The question reads (trigger warning):

"Sandra is President of The Vizards, a College drinking society. She is organising the initiation of new members. After a great deal of alcohol has been drunk, the members of the society form a circle around Billy, Gilbert and Richard who are to be initiated.

(i) Sandra blindfolds Billy and tells him that Tracey will suck his penis. Jonny does so.

(ii) Sandra penetrates Gilbert's anus with a bottle. Although Gilbert appears to resist, and has to be held down by Tracey, he actually enjoys the experience.

(iii) Sandra waxes Richard's pubic hair and pulls it off with such force that she removes a significant part of his skin. The wound becomes infected, but Richard is so embarrassed that he does not get medical help and dies."

Students were then asked to write which criminal offenses they believed were committed in the above situation, if any at all. It's certainly a decent question, in that it demonstrates that the material covered in this criminal law class involves lecturing students on what is legally considered rape and other sexual offenses.
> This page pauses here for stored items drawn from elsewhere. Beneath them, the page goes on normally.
//! Configuration management for the platform catalogue browser.
//!
//! Handles loading and saving configuration from JSONC files.
//! Manages search debounce, startup category, catalogue source and logging.

use crate::filter::engine::DEFAULT_DEBOUNCE;
use anyhow::{Context, Result};
use dirs::{config_dir, data_dir};
use serde::{Deserialize, Serialize};
use std::fs;
use std::path::{Path, PathBuf};
use std::time::Duration;

const APP_DIR: &str = "dtmp-tui";

/// Application configuration structure.
#[derive(Debug, Clone, Serialize, Deserialize, PartialEq, Eq)]
#[serde(default)]
pub struct Config {
    /// Quiet period in milliseconds before typed search input is applied
    pub debounce_ms: u64,
    /// Category shown at startup (first category when unset)
    pub default_category: Option<String>,
    /// JSON catalogue file (relative to config dir or absolute); built-in data when unset
    pub catalog_path: Option<String>,
    /// Log level or `EnvFilter` directive, overridden by `RUST_LOG`
    pub log_level: String,
    /// Log directory (relative to config dir or absolute)
    pub log_dir: Option<String>,
}

impl Default for Config {
    fn default() -> Self {
        Self {
            debounce_ms: DEFAULT_DEBOUNCE.as_millis() as u64,
            default_category: None,
            catalog_path: None,
            log_level: "info".to_string(),
            log_dir: None,
        }
    }
}

impl Config {
    /// Load configuration from file.
    ///
    /// # Arguments
    /// * `path` - Optional path to config file. If None, uses default location.
    ///
    /// # Returns
    /// * `Result<Config>` - Loaded configuration or error
    ///
    /// # Details
    /// If no config file exists, returns default configuration.
    pub fn load(path: Option<&Path>) -> Result<Self> {
        let config_path = match path {
            Some(p) => p.to_path_buf(),
            None => Self::default_config_path()?,
        };

        if !config_path.exists() {
            return Ok(Self::default());
        }

        let content = fs::read_to_string(&config_path)
            .with_context(|| format!("Failed to read config file: {}", config_path.display()))?;

        let config: Config = serde_json::from_str(&strip_comments(&content))
            .with_context(|| format!("Failed to parse config file: {}", config_path.display()))?;

        Ok(config)
    }

    /// Save configuration to file.
    ///
    /// # Arguments
    /// * `path` - Optional path to config file. If None, uses default location.
    ///
    /// # Details
    /// Creates config directory if it doesn't exist.
    pub fn save(&self, path: Option<&Path>) -> Result<()> {
        let config_path = match path {
            Some(p) => p.to_path_buf(),
            None => Self::default_config_path()?,
        };

        if let Some(parent) = config_path.parent() {
            fs::create_dir_all(parent).with_context(|| {
                format!("Failed to create config directory: {}", parent.display())
            })?;
        }

        let json = serde_json::to_string_pretty(self).context("Failed to serialize config")?;

        fs::write(&config_path, json)
            .with_context(|| format!("Failed to write config file: {}", config_path.display()))?;

        Ok(())
    }

    /// Application config directory: `$XDG_CONFIG_HOME/dtmp-tui`.
    pub fn app_config_dir() -> Result<PathBuf> {
        let dir =
            config_dir().ok_or_else(|| anyhow::anyhow!("Failed to determine config directory"))?;
        Ok(dir.join(APP_DIR))
    }

    /// Get default configuration file path.
    pub fn default_config_path() -> Result<PathBuf> {
        Ok(Self::app_config_dir()?.join("config.jsonc"))
    }

    /// Search debounce period.
    pub fn debounce(&self) -> Duration {
        Duration::from_millis(self.debounce_ms)
    }

    /// Resolve the catalogue file, if one is configured.
    ///
    /// # Returns
    /// * `Result<Option<PathBuf>>` - Absolute path, None for the built-in catalogue
    pub fn catalog_file_path(&self) -> Result<Option<PathBuf>> {
        self.catalog_path
            .as_deref()
            .map(|p| resolve(Path::new(p), Self::app_config_dir))
            .transpose()
    }

    /// Resolve the log directory.
    ///
    /// # Details
    /// Defaults to `dtmp-tui/logs` under the platform data directory.
    pub fn log_dir_path(&self) -> Result<PathBuf> {
        match self.log_dir.as_deref() {
            Some(p) => resolve(Path::new(p), Self::app_config_dir),
            None => {
                let dir = data_dir()
                    .ok_or_else(|| anyhow::anyhow!("Failed to determine data directory"))?;
                Ok(dir.join(APP_DIR).join("logs"))
            }
        }
    }
}

/// Absolute paths pass through; relative ones are joined onto `base`.
fn resolve(path: &Path, base: impl FnOnce() -> Result<PathBuf>) -> Result<PathBuf> {
    if path.is_absolute() {
        Ok(path.to_path_buf())
    } else {
        Ok(base()?.join(path))
    }
}

/// Remove `//` line comments that are not inside a string literal.
fn strip_comments(content: &str) -> String {
    content
        .lines()
        .map(|line| {
            let mut in_string = false;
            let mut escaped = false;
            let mut prev_slash = false;
            for (i, ch) in line.char_indices() {
                match ch {
                    _ if escaped => escaped = false,
                    '\\' if in_string => escaped = true,
                    '"' => in_string = !in_string,
                    '/' if !in_string && prev_slash => return line[..i - 1].trim_end(),
                    _ => {}
                }
                prev_slash = ch == '/' && !in_string;
            }
            line
        })
        .collect::<Vec<_>>()
        .join("\n")
}

#[cfg(test)]
mod tests {
    use super::*;
    use std::fs;
    use tempfile::TempDir;

    #[test]
    fn test_config_default() {
        let config = Config::default();
        assert_eq!(config.debounce(), Duration::from_millis(300));
        assert!(config.default_category.is_none());
        assert_eq!(config.log_level, "info");
    }

    #[test]
    fn test_config_missing_file_is_default() {
        let temp_dir = TempDir::new().unwrap();
        let loaded = Config::load(Some(&temp_dir.path().join("absent.jsonc"))).unwrap();
        assert_eq!(loaded, Config::default());
    }

    #[test]
    fn test_config_save_and_load() {
        let temp_dir = TempDir::new().unwrap();
        let config_path = temp_dir.path().join("nested").join("config.jsonc");

        let config = Config {
            debounce_ms: 150,
            default_category: Some("tickets".to_string()),
            ..Config::default()
        };

        config.save(Some(&config_path)).unwrap();
        assert!(config_path.exists());

        let loaded = Config::load(Some(&config_path)).unwrap();
        assert_eq!(loaded, config);
    }

    #[test]
    fn test_config_jsonc_with_comments() {
        let temp_dir = TempDir::new().unwrap();
        let config_path = temp_dir.path().join("config.jsonc");

        let jsonc_content = r#"{
            // Quiet period for search input
            "debounce_ms": 500, // trailing comment
            "catalog_path": "/srv/catalog//v2.json",
            "log_level": "dtmp_tui=debug"
        }"#;

        fs::write(&config_path, jsonc_content).unwrap();

        let loaded = Config::load(Some(&config_path)).unwrap();
        assert_eq!(loaded.debounce_ms, 500);
        assert_eq!(loaded.catalog_path.as_deref(), Some("/srv/catalog//v2.json"));
        assert_eq!(loaded.log_level, "dtmp_tui=debug");
    }

    #[test]
    fn test_config_invalid_json_errors() {
        let temp_dir = TempDir::new().unwrap();
        let config_path = temp_dir.path().join("config.jsonc");
        fs::write(&config_path, "{ \"debounce_ms\": \"soon\" }").unwrap();
        assert!(Config::load(Some(&config_path)).is_err());
    }

    #[test]
    fn test_strip_comments_respects_strings() {
        assert_eq!(strip_comments(r#""a": "b" // note"#), r#""a": "b""#);
        assert_eq!(strip_comments(r#""url": "http://x""#), r#""url": "http://x""#);
        assert_eq!(strip_comments(r#""q": "say \"//\"" // c"#), r#""q": "say \"//\"""#);
        assert_eq!(strip_comments("// whole line"), "");
    }

    #[test]
    fn test_absolute_paths_pass_through() {
        let temp_dir = TempDir::new().unwrap();
        let catalog = temp_dir.path().join("catalog.json");
        let config = Config {
            catalog_path: Some(catalog.display().to_string()),
            log_dir: Some(temp_dir.path().display().to_string()),
            ..Config::default()
        };
        assert_eq!(config.catalog_file_path().unwrap(), Some(catalog));
        assert_eq!(config.log_dir_path().unwrap(), temp_dir.path());
        assert_eq!(Config::default().catalog_file_path().unwrap(), None);
    }
}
But its graphic nature threw some students off, including final-year law student Jonathan Salek [no relation to author].

"The reaction in the exam room was pretty non-existent because of the stressful atmosphere, but outside I think there was a mixture of feelings," he said. "Some found it funny that a drinking society initiation was mentioned in a question, as the university tends to turn a blind eye to activities like that. Others were quite shocked."

Salek took to his blog following the exam, posting a photo of the question with his description of the circumstances under which it was presented.

While the content of the question itself appears to be appropriate for such a class, students say that the university's Faculty of Law is notorious for including graphic scenarios in its test questions.

Last year, an online law paper posed a question involving another drinking society initiation ceremony that involved streaking through campus while being beaten with stinging nettles. Yet another fictional situation described one person making unwanted homosexual advances on another, with a third being stabbed in the face and being thrown into a garbage truck.

Besides Salek, other students who took the exam that included the now-infamous question were so disturbed that they took to social networking to express their emotions.

"That's a horrific question," wrote an English undergraduate on Twitter. "[It is] so far beyond acceptable and a total misrepresentation of most socs, actually."

The "socs" to which this undergraduate refers are Cambridge's numerous drinking societies. There has been no indication that these societies partake in such drastic measures during initiations, though faculty members have often given these clubs small warnings for certain infractions.

"It was surprising to see the university directly reference drinking societies and particularly initiations, which they generally tend to turn a blind eye to," Salek said.

Other students found the content of the question surprising, but noted it was because they believe the university is finally "keeping up with the times."

"Drinking socs are, after all, a big part of life at Cambridge," added another freshman.

Whether or not the drinking culture at Cambridge is as raucous as the Faculty of Law illustrates in its fictional questions, the actions within them are clearly unpleasant. Of course, criminal law by its very nature is as graphic, and students taking the class probably had some idea of the curriculum they would cover during the year. But this doesn't mean they were wrong to be shocked — this question clearly stood out on the exam, and its impact has already garnered international attention.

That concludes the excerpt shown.